Time Complexity: We need to sort the merged array in this approach. We have found the median using a single for loop. Therefore, the time complexity of this approach is O(m + n).

Auxiliary Space: Unlike the previous approach, we have not stored anything where we stored merged arrays. Therefore, the space complexity of this approach is constant, i.e., O(1).

Approach - 3

We will use binary search in this approach.
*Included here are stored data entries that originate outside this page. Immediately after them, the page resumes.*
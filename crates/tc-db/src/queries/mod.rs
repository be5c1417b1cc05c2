//! Database query modules.

pub mod assets;
//! Rust structs mapping to database tables.

use std::path::PathBuf;

use tc_core::{AssetId, MediaAsset, RenditionSignatures};

// ---------------------------------------------------------------------------
// Asset
// ---------------------------------------------------------------------------

/// One row of the `assets` table.
#[derive(Debug, Clone)]
pub struct AssetRow {
    pub id: i64,
    pub source_path: String,
    pub file_signature: String,
    pub sig_low: Option<String>,
    pub sig_medium: Option<String>,
    pub sig_high: Option<String>,
    pub created_at: String,
}

impl AssetRow {
    pub fn from_row(row: &rusqlite::Row) -> rusqlite::Result<Self> {
        Ok(Self {
            id: row.get(0)?,
            source_path: row.get(1)?,
            file_signature: row.get(2)?,
            sig_low: row.get(3)?,
            sig_medium: row.get(4)?,
            sig_high: row.get(5)?,
            created_at: row.get(6)?,
        })
    }

    /// Convert to the engine's view of the asset.
    pub fn into_media_asset(self) -> tc_core::Result<MediaAsset> {
        Ok(MediaAsset {
            id: AssetId::new(self.id)?,
            source_path: PathBuf::from(self.source_path),
            file_signature: self.file_signature,
            rendition_signatures: RenditionSignatures {
                low: self.sig_low,
                medium: self.sig_medium,
                high: self.sig_high,
            },
        })
    }
}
As we saw in the previous approach, the property that the given two arrays are sorted can be utilized to design an efficient approach to find the median of two arrays. One of the most commonly used approaches for sorted arrays is binary search. We will use binary search to divide the two arrays without explicitly merging and sorting them.
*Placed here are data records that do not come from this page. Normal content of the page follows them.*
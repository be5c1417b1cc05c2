//! Embedded SQL migrations and runner.
//!
//! Migrations are stored as `&str` constants and executed in order.  A
//! `schema_migrations` table tracks which versions have been applied.

use rusqlite::Connection;
use tc_core::{Error, Result};

/// V1: the asset catalog.
const V1_ASSETS: &str = r#"
CREATE TABLE assets (
    id             INTEGER PRIMARY KEY,
    source_path    TEXT NOT NULL,
    file_signature TEXT NOT NULL,
    sig_low        TEXT,
    sig_medium     TEXT,
    sig_high       TEXT,
    created_at     TEXT NOT NULL
);

CREATE INDEX idx_assets_source_path ON assets(source_path);
"#;

const MIGRATIONS: &[(i64, &str)] = &[(1, V1_ASSETS)];

/// Apply every migration not yet recorded in `schema_migrations`.
pub fn run_migrations(conn: &Connection) -> Result<()> {
    conn.execute_batch(
        "CREATE TABLE IF NOT EXISTS schema_migrations (
            version    INTEGER PRIMARY KEY,
            applied_at TEXT NOT NULL DEFAULT (datetime('now'))
        )",
    )
    .map_err(|e| Error::database(format!("Failed to create schema_migrations: {e}")))?;

    for &(version, sql) in MIGRATIONS {
        let already: bool = conn
            .query_row(
                "SELECT COUNT(*) > 0 FROM schema_migrations WHERE version = ?1",
                [version],
                |row| row.get(0),
            )
            .map_err(|e| Error::database(e.to_string()))?;

        if already {
            continue;
        }

        let tx = conn
            .unchecked_transaction()
            .map_err(|e| Error::database(e.to_string()))?;

        tx.execute_batch(sql)
            .map_err(|e| Error::database(format!("Migration V{version} failed: {e}")))?;

        tx.execute(
            "INSERT INTO schema_migrations (version) VALUES (?1)",
            [version],
        )
        .map_err(|e| Error::database(e.to_string()))?;

        tx.commit().map_err(|e| Error::database(e.to_string()))?;
    }

    Ok(())
}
We must find a point that can divide the merged array into two equal parts to find the median. We can use binary search to find a point in both the arrays individually. When we merge the two arrays, those points will merge too and will be the point that divides the merged array into two equal parts.

Let us take an example: array1 = [-5, 2, 7, 9, 11], array2 = [-13, -10, -6, 3, 6, 13]
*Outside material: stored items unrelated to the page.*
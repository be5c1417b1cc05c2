//! Route handlers for the HTTP API.

pub mod admin;
pub mod health;
pub mod live;
pub mod play;
pub mod stream;
pub mod streaming_helpers;
pub mod transcode;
We have to find two cuts on these arrays. Let the cut1 be between 2 and 7 in the first array and cut2 be between 3 and 6 in the second array. When we merge the two halves individually, they will be half1 = [-13, -10, -6, -5, 2, 3] and half2 = [6, 7, 9, 11, 13].
As we can see, 3 is the median of this array, and the two cuts, when merged, form two halves of the merged array. Hence, we have to find the index of cut1 and cut2 for the two sorted arrays through binary search.

Now, we will see the steps we must follow to solve this problem using Python.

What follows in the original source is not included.